I see that I may have overcomplicated the requirement, and the solution may be more simple but since I had worked on this already, I will post it anyway!

If my understanding is correct, you are saying that:

a “duplicate S” row is no longer considered a duplicate if there is a valid H row that reverses it, and
an H row is considered valid if it exactly reverses ONE S row
a duplicate S row that is not reversed is still considered invalid
an H row that has no corresponding S row is considered invalid

At the end you want to flag all S rows that are duplicates but not reversed, as well as all H rows that are incorrect reversals.

The solution presumably needs to take into account that there could be multiple H and S rows for any given DCN and that it must take into account the idea that a single H row can only be considered a reversal for one of the S rows. This adds some additional complication with ensuring that we count reversal only once.

Extending your example data set to cover a number of issues, I looked at the following:

DCN	Reference	DETAIL-FIELD-A	DETAIL-FIELD-B	Debit/Credit	comment
10349347	513477894	312	GAL	S	valid
10349347	11816177	312	GAL	S	valid because revered
10349347	413343494	-312	GAL	H	valid reversal
123	27953295688	200	ABC	S	valid
123	45093121452	200	ABC	S	valid because reversed
123	33481082957	200	ABC	H	invalid reversal
456	67057236481	30	XYZ	S	valid
457	57581440870	-30	XYZ	H	invalid reversal (wrong DCN!)
123	432646278	200	ABC	S	invalid because duplicated and not reversed
123	54543643	-200	ABC	H	valid reversal

I have added a comment to the right showing what I believe should be the outcome.
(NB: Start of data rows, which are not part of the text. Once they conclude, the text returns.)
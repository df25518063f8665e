use std::ffi::{c_char, CString};
use std::ptr;

use tracing::debug;

use super::{ffi_guard, into_raw, to_cstring};
use tamil_core::convert::convert_text;
use tamil_core::mapping::MappingTable;
use tamil_core::translit::transliterate;

/// Transliterate one word with the global table.
/// Returns null on a null or non-UTF-8 argument; free with `tamil_string_free`.
#[no_mangle]
pub extern "C" fn tamil_transliterate_word(word: *const c_char) -> *mut c_char {
    ffi_guard!(ptr::null_mut();
        str: word_str = word,
    );
    into_raw(&transliterate(MappingTable::global(), word_str))
}

/// Result of `tamil_convert_text`. `status` is empty when the text produced
/// no event or conversion was disabled.
#[repr(C)]
pub struct TamilConversion {
    pub text: *const c_char,
    pub status: *const c_char,
    _owned: *mut (CString, CString),
}

impl TamilConversion {
    fn empty() -> Self {
        Self {
            text: ptr::null(),
            status: ptr::null(),
            _owned: ptr::null_mut(),
        }
    }
}

#[no_mangle]
pub extern "C" fn tamil_convert_text(text: *const c_char, enabled: u8) -> TamilConversion {
    ffi_guard!(TamilConversion::empty();
        str: text_str = text,
    );
    let conversion = convert_text(MappingTable::global(), text_str, enabled != 0);
    let status = conversion
        .status
        .map(|e| e.to_string())
        .unwrap_or_default();
    debug!(enabled, status = %status, "ffi convert_text");

    let text_c = to_cstring(&conversion.text);
    let status_c = to_cstring(&status);
    let text_ptr = text_c.as_ptr();
    let status_ptr = status_c.as_ptr();
    let owned = Box::into_raw(Box::new((text_c, status_c)));
    TamilConversion {
        text: text_ptr,
        status: status_ptr,
        _owned: owned,
    }
}

#[no_mangle]
pub extern "C" fn tamil_conversion_free(result: TamilConversion) {
    if !result._owned.is_null() {
        unsafe {
            drop(Box::from_raw(result._owned));
        }
    }
}
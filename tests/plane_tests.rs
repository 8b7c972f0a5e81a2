use nalgebra::{Point3, Vector3};
use viscull::{
    Polygon,
    float_types::{EPSILON, Real},
    plane::{BACK, COPLANAR, FRONT, Plane, SPANNING},
};

mod support;

use crate::support::{approx_eq, make_polygon, square};

#[test]
fn flip() {
    let mut plane = Plane::from_normal(Vector3::y(), 2.0);
    plane.flip();
    assert_eq!(plane.normal(), Vector3::new(0.0, -1.0, 0.0));
    assert_eq!(plane.offset(), -2.0);
}

#[test]
fn orient_point_sides() {
    let plane = Plane::from_normal(Vector3::z(), 0.0);
    assert_eq!(plane.orient_point(&Point3::new(0.0, 0.0, 1.0)), FRONT);
    assert_eq!(plane.orient_point(&Point3::new(0.0, 0.0, -1.0)), BACK);
    assert_eq!(plane.orient_point(&Point3::new(5.0, -3.0, 0.0)), COPLANAR);
    // Within tolerance counts as on-plane.
    assert_eq!(
        plane.orient_point(&Point3::new(0.0, 0.0, EPSILON * 0.5)),
        COPLANAR
    );
}

#[test]
fn classify_polygon_or_folds_vertex_sides() {
    let plane = Plane::from_normal(Vector3::z(), 0.0);
    let front = square([0.0, 0.0, 1.0], 2, 1.0, 0);
    let back = square([0.0, 0.0, -1.0], 2, 1.0, 1);
    let coplanar = square([0.0, 0.0, 0.0], 2, 1.0, 2);
    let spanning = square([0.0, 0.0, 0.0], 0, 2.0, 3);
    assert_eq!(plane.classify_polygon(&front), FRONT);
    assert_eq!(plane.classify_polygon(&back), BACK);
    assert_eq!(plane.classify_polygon(&coplanar), COPLANAR);
    assert_eq!(plane.classify_polygon(&spanning), SPANNING);

    // Touching the plane with one edge is not spanning.
    let touching = make_polygon(
        &[
            [0.0, 0.0, 0.0],
            [1.0, 0.0, 0.0],
            [1.0, 0.0, 1.0],
            [0.0, 0.0, 1.0],
        ],
        4,
    );
    assert_eq!(plane.classify_polygon(&touching), FRONT);
}

#[test]
fn split_polygon() {
    // A plane splitting space at y=0, and a square crossing it.
    let plane = Plane::from_normal(Vector3::y(), 0.0);
    let poly = square([0.0, 0.0, 0.0], 2, 2.0, 7);
    let original_area = poly.area();

    let (cf, cb, f, b) = plane.split_polygon(&poly);
    assert_eq!(cf.len(), 0);
    assert_eq!(cb.len(), 0);
    assert_eq!(f.len(), 1);
    assert_eq!(b.len(), 1);

    let front_poly = &f[0];
    let back_poly = &b[0];
    assert!(front_poly.vertices.len() >= 3);
    assert!(back_poly.vertices.len() >= 3);

    // All front vertices should have y >= 0 (within an epsilon), back y <= 0.
    for v in &front_poly.vertices {
        assert!(v.pos.y >= -EPSILON);
    }
    for v in &back_poly.vertices {
        assert!(v.pos.y <= EPSILON);
    }

    // No area is lost, and the pieces keep the original supporting plane and
    // metadata.
    let split_area: Real = f.iter().chain(&b).map(Polygon::area).sum();
    assert!(approx_eq(split_area, original_area, 1e-9));
    assert!(front_poly.plane.near_equal(&poly.plane));
    assert!(back_poly.plane.near_equal(&poly.plane));
    assert_eq!(front_poly.metadata, Some(7));
    assert_eq!(back_poly.metadata, Some(7));
}

#[test]
fn split_coplanar_polygon_buckets_by_normal_agreement() {
    let plane = Plane::from_normal(Vector3::z(), 0.0);
    let agreeing = square([0.0, 0.0, 0.0], 2, 1.0, 0);
    let (cf, cb, f, b) = plane.split_polygon(&agreeing);
    assert_eq!(cf.len(), 1);
    assert!(cb.is_empty() && f.is_empty() && b.is_empty());

    let mut opposing = square([0.0, 0.0, 0.0], 2, 1.0, 1);
    opposing.vertices.reverse();
    opposing.plane = opposing.plane.flipped();
    let (cf, cb, f, b) = plane.split_polygon(&opposing);
    assert_eq!(cb.len(), 1);
    assert!(cf.is_empty() && f.is_empty() && b.is_empty());
}

#[test]
fn near_equal_ignores_orientation() {
    let a = Plane::from_normal(Vector3::z(), 2.0);
    let b = a.flipped();
    assert!(a.near_equal(&b));
    let c = Plane::from_normal(Vector3::z(), 2.5);
    assert!(!a.near_equal(&c));
}

#[test]
fn axis_aligned_planes() {
    for (axis, expected) in [(0, Vector3::x()), (1, Vector3::y()), (2, Vector3::z())] {
        let plane = Plane::axis_aligned(axis, 3.0);
        assert!(approx_eq((plane.normal() - expected).norm(), 0.0, 1e-12));
        assert!(approx_eq(plane.offset(), 3.0, 1e-12));
    }
}

#[test]
fn polygon_plane_from_winding() {
    let poly = square([0.0, 0.0, 5.0], 2, 1.0, 0);
    assert!(approx_eq(
        (poly.plane.normal() - Vector3::z()).norm(),
        0.0,
        1e-12
    ));
    assert!(approx_eq(poly.plane.offset(), 5.0, 1e-12));
}

#[test]
fn polygon_area() {
    let unit = square([1.0, 2.0, 3.0], 2, 1.0, 0);
    assert!(approx_eq(unit.area(), 1.0, 1e-12));
    let big = square([0.0, 0.0, 0.0], 0, 2.0, 0);
    assert!(approx_eq(big.area(), 4.0, 1e-12));
}
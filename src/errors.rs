//! Build errors
//!
//! Degenerate geometry is never an error in this crate: trees and coverage
//! buffers recover locally (skip, treat as invisible, fall back to an
//! identity orientation). The only condition surfaced to the caller is
//! resource exhaustion while building a tree.

use std::collections::TryReserveError;

/// Errors that can be returned from the `build` entry points.
#[derive(Debug, Clone, PartialEq, thiserror::Error)]
pub enum BuildError {
    /// Reserving storage for tree nodes or split fragments failed.
    #[error("allocation failed while building spatial tree: {0}")]
    AllocationFailed(#[from] TryReserveError),
}
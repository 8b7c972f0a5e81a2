//! Six-face perspective coverage cube.
//!
//! Wraps six [`CBuffer`]s around the origin, one per axis direction, so that
//! coverage can be accumulated for *every* direction at once — the coarse
//! occlusion step for omnidirectional queries such as point-light shadow
//! volumes. A world-space polygon is clipped against each face's view
//! pyramid, perspective-projected onto that face, and rasterized into the
//! face's coverage buffer.

use crate::cbuffer::CBuffer;
use crate::float_types::{EPSILON, Real};
use nalgebra::{Point2, Point3, Vector3};

/// Face order: +X, -X, +Y, -Y, +Z, -Z.
const NUM_FACES: usize = 6;

/// Direction and in-face axes per face. The `u`/`v` axes are simply the two
/// remaining coordinate axes; coverage does not care about handedness as
/// long as each face is consistent with itself.
fn face_axes(face: usize) -> (Vector3<Real>, Vector3<Real>, Vector3<Real>) {
    match face {
        0 => (Vector3::x(), Vector3::y(), Vector3::z()),
        1 => (-Vector3::x(), Vector3::y(), Vector3::z()),
        2 => (Vector3::y(), Vector3::x(), Vector3::z()),
        3 => (-Vector3::y(), Vector3::x(), Vector3::z()),
        4 => (Vector3::z(), Vector3::x(), Vector3::y()),
        _ => (-Vector3::z(), Vector3::x(), Vector3::y()),
    }
}

/// A cube of six square coverage buffers centered on the origin.
#[derive(Debug, Clone)]
pub struct CoverageCube {
    faces: Vec<CBuffer>,
    size: usize,
}

impl CoverageCube {
    /// Create a cube whose faces are `size`×`size` coverage buffers.
    pub fn new(size: usize) -> Self {
        let faces = (0..NUM_FACES)
            .map(|_| CBuffer::new(0, size as i32 - 1, size))
            .collect();
        Self { faces, size }
    }

    /// Reset all six faces to fully uncovered.
    pub fn initialize(&mut self) {
        for face in &mut self.faces {
            face.initialize();
        }
    }

    /// True when every face is fully covered.
    pub fn is_full(&self) -> bool {
        self.faces.iter().all(CBuffer::is_full)
    }

    /// The coverage buffer of one face (0..6, order +X −X +Y −Y +Z −Z).
    pub fn face(&self, face: usize) -> &CBuffer {
        &self.faces[face]
    }

    /// True iff the polygon (given in cube-centered world space) covers any
    /// still-uncovered screen on any face. Read-only.
    pub fn test_polygon(&self, verts: &[Point3<Real>]) -> bool {
        for face in 0..NUM_FACES {
            if self.faces[face].is_full() {
                continue;
            }
            if let Some(projected) = self.project_to_face(verts, face) {
                if self.faces[face].test_polygon(&projected) {
                    return true;
                }
            }
        }
        false
    }

    /// Insert the polygon into every face it touches. Returns true iff it
    /// covered anything previously uncovered.
    pub fn insert_polygon(&mut self, verts: &[Point3<Real>]) -> bool {
        let mut visible = false;
        for face in 0..NUM_FACES {
            if let Some(projected) = self.project_to_face(verts, face) {
                visible |= self.faces[face].insert_polygon(&projected);
            }
        }
        visible
    }

    /// Clip the polygon to the face's view pyramid and perspective-project
    /// the result onto the face, in buffer pixel coordinates. `None` when
    /// nothing of the polygon lies inside the pyramid.
    fn project_to_face(
        &self,
        verts: &[Point3<Real>],
        face: usize,
    ) -> Option<Vec<Point2<Real>>> {
        let (dir, u_axis, v_axis) = face_axes(face);

        // The face pyramid is bounded by the four planes |u| <= d and
        // |v| <= d, plus a near plane keeping the perspective divide sane.
        let mut clipped: Vec<Point3<Real>> = verts.to_vec();
        for (normal, min_dot) in [
            (dir, EPSILON),
            (dir - u_axis, 0.0),
            (dir + u_axis, 0.0),
            (dir - v_axis, 0.0),
            (dir + v_axis, 0.0),
        ] {
            clipped = clip_halfspace(&clipped, &normal, min_dot);
            if clipped.len() < 3 {
                return None;
            }
        }

        let scale = (self.size as Real - 1.0) * 0.5;
        let projected = clipped
            .iter()
            .map(|p| {
                let depth = dir.dot(&p.coords);
                let u = u_axis.dot(&p.coords) / depth;
                let v = v_axis.dot(&p.coords) / depth;
                Point2::new((u + 1.0) * scale, (v + 1.0) * scale)
            })
            .collect();
        Some(projected)
    }
}

/// Sutherland-Hodgman clip of a polygon against the half-space
/// `normal · p >= min_dot`.
fn clip_halfspace(
    verts: &[Point3<Real>],
    normal: &Vector3<Real>,
    min_dot: Real,
) -> Vec<Point3<Real>> {
    let mut out = Vec::with_capacity(verts.len() + 2);
    for i in 0..verts.len() {
        let a = verts[i];
        let b = verts[(i + 1) % verts.len()];
        let da = normal.dot(&a.coords) - min_dot;
        let db = normal.dot(&b.coords) - min_dot;
        if da >= 0.0 {
            out.push(a);
        }
        if (da > 0.0 && db < 0.0) || (da < 0.0 && db > 0.0) {
            let t = da / (da - db);
            out.push(a + (b - a) * t);
        }
    }
    out
}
Where there are reversals, it is arbitrary which is actually considered the valid remaining S row, as there is no stated rule for that.

I think that the attached workflow will achieve this, and perhaps can be adapted to your data. The numeric data in this workflow are integers. If your real data is non-integer you will need to adjust it accordingly; in particular the math formula node that negates the result is specifically configured to return an integer and would need to be modified or else the joins will fail.

Validating rows for duplicates and reversals.knwf (52.6 KB)

The end result is this:

My Flag column is currently better described as a “Comment” column, but you can adapt this to simply return OK/FAIL or whatever you require. I left it like this as it helps with testing.

You will note that the choice of lines that are considered reversed differs to my “test” table listed earlier, because it arbitrarily matches the S and H lines on a first-match basis, but the net result should be the same.

If it is possible for a single H to reverse more than one S, or a combination of H lines reverse a combination of S lines, then the solution would unfortunately become a great deal more complex. (I have done something like that before but I had to use some java to simplify the process, and it took me over a week to write! I hope therefore that this “simplified” solution helps.

system · May 19, 2023, 3:25pm

This topic was automatically closed 7 days after the last reply. New replies are no longer allowed.